AVAILABLE DATA: Begin

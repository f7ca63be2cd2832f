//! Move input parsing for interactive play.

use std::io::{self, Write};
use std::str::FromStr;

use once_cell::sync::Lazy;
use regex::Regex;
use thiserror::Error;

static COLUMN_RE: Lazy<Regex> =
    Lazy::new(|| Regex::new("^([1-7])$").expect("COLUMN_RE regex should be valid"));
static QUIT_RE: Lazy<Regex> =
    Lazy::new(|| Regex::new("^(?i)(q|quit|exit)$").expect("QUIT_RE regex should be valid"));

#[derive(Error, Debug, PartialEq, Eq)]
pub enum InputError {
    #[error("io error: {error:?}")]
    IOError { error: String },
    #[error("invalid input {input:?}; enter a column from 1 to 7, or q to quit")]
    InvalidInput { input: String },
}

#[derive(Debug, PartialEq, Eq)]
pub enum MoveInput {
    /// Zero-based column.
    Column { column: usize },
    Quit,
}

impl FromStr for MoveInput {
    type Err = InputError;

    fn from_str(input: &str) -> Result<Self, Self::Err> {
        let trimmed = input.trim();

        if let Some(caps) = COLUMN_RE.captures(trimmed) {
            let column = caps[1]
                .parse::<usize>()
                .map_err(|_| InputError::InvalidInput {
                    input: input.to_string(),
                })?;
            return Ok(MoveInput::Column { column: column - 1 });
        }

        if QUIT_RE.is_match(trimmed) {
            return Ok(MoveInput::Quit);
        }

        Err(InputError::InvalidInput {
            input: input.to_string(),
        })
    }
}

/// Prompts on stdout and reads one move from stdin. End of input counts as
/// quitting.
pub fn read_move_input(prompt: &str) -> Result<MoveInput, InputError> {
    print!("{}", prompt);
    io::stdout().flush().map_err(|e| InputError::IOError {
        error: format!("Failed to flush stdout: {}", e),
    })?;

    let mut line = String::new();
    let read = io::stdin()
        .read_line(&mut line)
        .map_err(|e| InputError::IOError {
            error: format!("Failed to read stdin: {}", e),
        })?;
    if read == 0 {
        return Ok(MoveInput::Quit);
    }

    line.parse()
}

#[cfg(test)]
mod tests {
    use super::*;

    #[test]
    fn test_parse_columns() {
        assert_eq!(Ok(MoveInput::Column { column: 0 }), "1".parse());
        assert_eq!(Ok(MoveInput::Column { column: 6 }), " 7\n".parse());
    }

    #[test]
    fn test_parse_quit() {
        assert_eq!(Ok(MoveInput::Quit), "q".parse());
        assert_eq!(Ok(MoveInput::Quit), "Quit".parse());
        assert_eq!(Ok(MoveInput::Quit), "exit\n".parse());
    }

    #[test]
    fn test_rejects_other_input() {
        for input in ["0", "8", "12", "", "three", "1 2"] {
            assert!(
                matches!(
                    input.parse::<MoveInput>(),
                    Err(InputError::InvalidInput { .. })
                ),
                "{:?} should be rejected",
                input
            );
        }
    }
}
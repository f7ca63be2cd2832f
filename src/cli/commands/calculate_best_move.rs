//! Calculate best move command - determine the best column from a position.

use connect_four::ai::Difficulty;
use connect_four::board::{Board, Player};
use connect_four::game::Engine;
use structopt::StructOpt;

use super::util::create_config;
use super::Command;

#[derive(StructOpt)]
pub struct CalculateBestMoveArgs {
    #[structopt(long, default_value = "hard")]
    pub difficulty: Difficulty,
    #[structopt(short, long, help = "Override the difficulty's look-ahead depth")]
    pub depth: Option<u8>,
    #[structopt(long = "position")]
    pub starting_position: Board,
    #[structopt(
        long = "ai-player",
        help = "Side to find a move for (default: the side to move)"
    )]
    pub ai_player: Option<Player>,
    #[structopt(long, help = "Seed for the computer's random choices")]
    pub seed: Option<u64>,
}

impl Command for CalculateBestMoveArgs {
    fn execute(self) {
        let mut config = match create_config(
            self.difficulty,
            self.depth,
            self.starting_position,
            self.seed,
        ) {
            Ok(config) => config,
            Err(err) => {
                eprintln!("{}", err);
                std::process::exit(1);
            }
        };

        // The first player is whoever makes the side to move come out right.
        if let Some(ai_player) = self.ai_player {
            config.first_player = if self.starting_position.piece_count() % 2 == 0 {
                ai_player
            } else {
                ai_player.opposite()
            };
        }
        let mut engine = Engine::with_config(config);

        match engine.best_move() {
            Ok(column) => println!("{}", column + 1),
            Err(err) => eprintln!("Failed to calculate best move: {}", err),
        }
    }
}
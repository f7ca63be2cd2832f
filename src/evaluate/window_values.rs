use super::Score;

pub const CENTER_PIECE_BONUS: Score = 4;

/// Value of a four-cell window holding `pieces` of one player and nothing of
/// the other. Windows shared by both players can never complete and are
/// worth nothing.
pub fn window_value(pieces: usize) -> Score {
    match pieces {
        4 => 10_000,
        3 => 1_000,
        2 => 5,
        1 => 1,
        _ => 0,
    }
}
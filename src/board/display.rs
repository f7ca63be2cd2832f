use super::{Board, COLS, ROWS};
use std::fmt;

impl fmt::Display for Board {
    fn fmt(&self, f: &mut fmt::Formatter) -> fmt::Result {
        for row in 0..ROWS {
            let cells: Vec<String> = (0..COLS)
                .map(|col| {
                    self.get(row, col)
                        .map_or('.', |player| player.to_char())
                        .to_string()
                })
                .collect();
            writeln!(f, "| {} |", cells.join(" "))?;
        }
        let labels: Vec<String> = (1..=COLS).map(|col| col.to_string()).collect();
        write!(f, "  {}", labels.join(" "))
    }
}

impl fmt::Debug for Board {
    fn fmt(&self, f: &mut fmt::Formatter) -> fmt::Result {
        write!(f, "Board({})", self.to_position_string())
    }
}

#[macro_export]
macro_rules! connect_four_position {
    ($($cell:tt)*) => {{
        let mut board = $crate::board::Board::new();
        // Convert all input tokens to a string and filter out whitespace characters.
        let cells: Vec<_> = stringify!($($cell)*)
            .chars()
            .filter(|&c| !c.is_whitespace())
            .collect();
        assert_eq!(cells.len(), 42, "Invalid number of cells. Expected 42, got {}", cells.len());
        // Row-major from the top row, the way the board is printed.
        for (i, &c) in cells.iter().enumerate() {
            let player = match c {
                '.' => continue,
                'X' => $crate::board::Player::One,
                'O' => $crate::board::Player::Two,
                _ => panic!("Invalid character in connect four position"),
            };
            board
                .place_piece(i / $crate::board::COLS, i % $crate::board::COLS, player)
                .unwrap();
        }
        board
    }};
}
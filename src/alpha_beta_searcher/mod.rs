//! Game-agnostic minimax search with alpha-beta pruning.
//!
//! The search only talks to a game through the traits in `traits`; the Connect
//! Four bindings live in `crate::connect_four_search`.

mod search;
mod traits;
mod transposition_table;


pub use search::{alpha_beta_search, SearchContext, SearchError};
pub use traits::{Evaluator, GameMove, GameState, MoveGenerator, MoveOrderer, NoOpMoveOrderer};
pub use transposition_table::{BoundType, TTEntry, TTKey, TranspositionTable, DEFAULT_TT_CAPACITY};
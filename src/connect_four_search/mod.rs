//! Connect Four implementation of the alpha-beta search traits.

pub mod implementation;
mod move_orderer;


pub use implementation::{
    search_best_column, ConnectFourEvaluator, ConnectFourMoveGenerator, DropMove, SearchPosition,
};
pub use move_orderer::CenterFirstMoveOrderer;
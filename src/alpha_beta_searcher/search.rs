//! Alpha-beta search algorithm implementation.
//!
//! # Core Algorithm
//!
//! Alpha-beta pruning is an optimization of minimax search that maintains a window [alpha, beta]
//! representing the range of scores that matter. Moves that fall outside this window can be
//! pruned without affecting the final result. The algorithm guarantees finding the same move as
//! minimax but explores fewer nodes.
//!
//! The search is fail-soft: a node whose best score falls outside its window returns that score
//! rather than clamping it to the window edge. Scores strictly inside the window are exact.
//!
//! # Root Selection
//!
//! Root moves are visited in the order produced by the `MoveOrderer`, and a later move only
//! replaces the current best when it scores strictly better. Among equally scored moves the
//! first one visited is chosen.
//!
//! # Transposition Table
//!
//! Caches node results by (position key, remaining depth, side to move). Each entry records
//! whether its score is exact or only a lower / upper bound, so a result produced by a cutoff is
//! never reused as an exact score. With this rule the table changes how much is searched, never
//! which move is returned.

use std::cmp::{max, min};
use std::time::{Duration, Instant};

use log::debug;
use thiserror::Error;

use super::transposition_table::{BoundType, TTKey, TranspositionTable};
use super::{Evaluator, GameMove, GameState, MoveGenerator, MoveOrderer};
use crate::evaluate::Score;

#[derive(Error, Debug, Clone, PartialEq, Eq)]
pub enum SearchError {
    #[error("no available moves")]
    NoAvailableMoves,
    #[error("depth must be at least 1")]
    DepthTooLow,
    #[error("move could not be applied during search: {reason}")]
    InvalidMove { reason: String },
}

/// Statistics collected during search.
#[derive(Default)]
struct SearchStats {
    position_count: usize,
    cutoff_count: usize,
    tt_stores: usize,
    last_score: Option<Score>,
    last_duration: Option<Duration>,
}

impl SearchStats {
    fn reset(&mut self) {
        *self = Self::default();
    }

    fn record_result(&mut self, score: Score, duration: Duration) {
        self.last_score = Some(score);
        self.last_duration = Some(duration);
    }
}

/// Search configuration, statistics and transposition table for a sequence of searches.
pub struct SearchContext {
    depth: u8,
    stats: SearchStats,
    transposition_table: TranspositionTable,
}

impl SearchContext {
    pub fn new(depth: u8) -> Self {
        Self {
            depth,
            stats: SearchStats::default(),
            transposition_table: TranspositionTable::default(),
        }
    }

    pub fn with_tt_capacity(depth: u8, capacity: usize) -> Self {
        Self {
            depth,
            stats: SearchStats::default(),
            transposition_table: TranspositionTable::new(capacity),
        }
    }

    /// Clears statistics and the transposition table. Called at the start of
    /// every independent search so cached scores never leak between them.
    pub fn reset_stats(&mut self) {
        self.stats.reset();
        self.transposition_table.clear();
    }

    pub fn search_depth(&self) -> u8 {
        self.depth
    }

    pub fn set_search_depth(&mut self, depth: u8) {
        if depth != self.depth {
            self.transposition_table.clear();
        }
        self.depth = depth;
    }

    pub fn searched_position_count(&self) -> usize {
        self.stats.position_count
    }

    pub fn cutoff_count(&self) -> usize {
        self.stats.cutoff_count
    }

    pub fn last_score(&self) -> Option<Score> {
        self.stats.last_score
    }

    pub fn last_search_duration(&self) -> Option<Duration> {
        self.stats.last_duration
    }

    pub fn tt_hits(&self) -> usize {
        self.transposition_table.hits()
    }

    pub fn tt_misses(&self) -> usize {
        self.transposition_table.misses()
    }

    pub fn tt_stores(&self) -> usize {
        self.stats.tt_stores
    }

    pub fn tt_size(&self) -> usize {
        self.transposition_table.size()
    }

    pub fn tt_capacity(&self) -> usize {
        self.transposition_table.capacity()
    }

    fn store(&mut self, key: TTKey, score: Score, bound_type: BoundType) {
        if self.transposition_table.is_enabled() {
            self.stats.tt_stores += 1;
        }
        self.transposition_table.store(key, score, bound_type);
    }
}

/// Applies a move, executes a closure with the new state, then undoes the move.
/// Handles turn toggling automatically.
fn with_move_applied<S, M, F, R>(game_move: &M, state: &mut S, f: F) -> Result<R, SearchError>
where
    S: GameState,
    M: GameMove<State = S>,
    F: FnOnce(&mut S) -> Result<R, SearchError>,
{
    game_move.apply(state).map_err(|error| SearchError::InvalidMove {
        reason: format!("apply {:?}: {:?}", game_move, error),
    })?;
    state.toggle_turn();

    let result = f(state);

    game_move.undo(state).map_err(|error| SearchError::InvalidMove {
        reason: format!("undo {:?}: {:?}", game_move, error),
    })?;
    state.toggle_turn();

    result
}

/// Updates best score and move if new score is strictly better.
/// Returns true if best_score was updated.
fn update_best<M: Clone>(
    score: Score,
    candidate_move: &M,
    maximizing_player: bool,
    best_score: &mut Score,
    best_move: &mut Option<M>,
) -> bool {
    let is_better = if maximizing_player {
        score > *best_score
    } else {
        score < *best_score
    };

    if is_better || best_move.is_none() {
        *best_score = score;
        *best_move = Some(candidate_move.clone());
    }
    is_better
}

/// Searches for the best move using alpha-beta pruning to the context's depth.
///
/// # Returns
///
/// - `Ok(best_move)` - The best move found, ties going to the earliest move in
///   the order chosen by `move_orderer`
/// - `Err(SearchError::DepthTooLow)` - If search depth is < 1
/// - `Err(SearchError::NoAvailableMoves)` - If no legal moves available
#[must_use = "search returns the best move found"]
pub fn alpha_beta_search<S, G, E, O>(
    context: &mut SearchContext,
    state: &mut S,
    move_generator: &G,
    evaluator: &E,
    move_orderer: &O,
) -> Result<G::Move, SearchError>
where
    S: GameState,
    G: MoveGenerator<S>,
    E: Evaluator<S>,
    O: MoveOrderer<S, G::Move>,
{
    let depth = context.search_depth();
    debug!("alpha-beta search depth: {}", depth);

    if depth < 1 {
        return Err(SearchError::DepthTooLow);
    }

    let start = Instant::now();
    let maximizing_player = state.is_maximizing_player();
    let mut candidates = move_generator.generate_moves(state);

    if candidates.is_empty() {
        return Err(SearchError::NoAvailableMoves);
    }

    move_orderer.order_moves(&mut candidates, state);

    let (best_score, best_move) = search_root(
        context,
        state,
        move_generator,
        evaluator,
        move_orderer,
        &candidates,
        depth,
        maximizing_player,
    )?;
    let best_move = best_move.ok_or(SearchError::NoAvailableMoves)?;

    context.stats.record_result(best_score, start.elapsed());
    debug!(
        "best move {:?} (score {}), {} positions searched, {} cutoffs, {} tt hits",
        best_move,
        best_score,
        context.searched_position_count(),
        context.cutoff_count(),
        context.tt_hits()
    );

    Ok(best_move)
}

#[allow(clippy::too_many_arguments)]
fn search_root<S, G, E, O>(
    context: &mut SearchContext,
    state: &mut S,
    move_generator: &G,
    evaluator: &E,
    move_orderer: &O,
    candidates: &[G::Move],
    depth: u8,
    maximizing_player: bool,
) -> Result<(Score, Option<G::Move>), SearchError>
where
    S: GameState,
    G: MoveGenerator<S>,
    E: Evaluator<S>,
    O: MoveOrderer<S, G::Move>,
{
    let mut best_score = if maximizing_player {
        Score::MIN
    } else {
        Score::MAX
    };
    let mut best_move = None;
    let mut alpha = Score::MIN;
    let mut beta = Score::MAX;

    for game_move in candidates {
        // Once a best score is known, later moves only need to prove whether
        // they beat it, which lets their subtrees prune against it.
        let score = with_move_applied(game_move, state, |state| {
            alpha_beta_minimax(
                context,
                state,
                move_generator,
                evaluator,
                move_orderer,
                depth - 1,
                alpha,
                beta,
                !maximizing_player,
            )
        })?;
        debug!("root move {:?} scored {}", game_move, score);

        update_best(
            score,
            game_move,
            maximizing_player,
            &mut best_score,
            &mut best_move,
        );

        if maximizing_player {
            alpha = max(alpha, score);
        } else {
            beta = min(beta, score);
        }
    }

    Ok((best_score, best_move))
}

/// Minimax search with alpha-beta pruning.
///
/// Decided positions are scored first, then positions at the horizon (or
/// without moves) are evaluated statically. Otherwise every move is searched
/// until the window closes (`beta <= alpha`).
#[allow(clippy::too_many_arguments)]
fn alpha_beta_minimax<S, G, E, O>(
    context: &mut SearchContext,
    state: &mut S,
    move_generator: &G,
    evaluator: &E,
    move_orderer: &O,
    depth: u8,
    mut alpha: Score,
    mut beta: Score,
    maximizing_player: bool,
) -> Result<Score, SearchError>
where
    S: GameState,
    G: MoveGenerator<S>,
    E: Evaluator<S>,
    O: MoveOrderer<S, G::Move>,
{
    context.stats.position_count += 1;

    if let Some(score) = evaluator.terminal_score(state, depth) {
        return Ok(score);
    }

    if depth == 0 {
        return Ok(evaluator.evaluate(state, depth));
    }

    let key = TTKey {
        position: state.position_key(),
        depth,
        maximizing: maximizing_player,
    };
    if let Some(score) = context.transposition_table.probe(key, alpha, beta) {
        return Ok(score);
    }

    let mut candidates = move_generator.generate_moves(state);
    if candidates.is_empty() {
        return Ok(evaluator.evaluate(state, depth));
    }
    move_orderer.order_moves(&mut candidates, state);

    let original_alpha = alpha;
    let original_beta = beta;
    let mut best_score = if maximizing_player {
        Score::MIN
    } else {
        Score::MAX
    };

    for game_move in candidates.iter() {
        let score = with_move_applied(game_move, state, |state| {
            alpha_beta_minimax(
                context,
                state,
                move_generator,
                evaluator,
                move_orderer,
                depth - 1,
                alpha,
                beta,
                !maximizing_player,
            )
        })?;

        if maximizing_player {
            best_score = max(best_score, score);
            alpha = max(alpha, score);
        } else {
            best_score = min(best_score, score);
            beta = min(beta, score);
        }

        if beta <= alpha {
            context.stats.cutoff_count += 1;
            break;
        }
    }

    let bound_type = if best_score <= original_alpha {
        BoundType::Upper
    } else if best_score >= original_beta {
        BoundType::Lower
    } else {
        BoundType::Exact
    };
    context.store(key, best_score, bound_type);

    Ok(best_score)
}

AVAILABLE DATA: End

- PROBLEM REQUIREMENTS
Taking the records above line by line, count those that hold the word "eprintln"; the number is the entire answer.

- RESULT OF THIS EXERCISE
2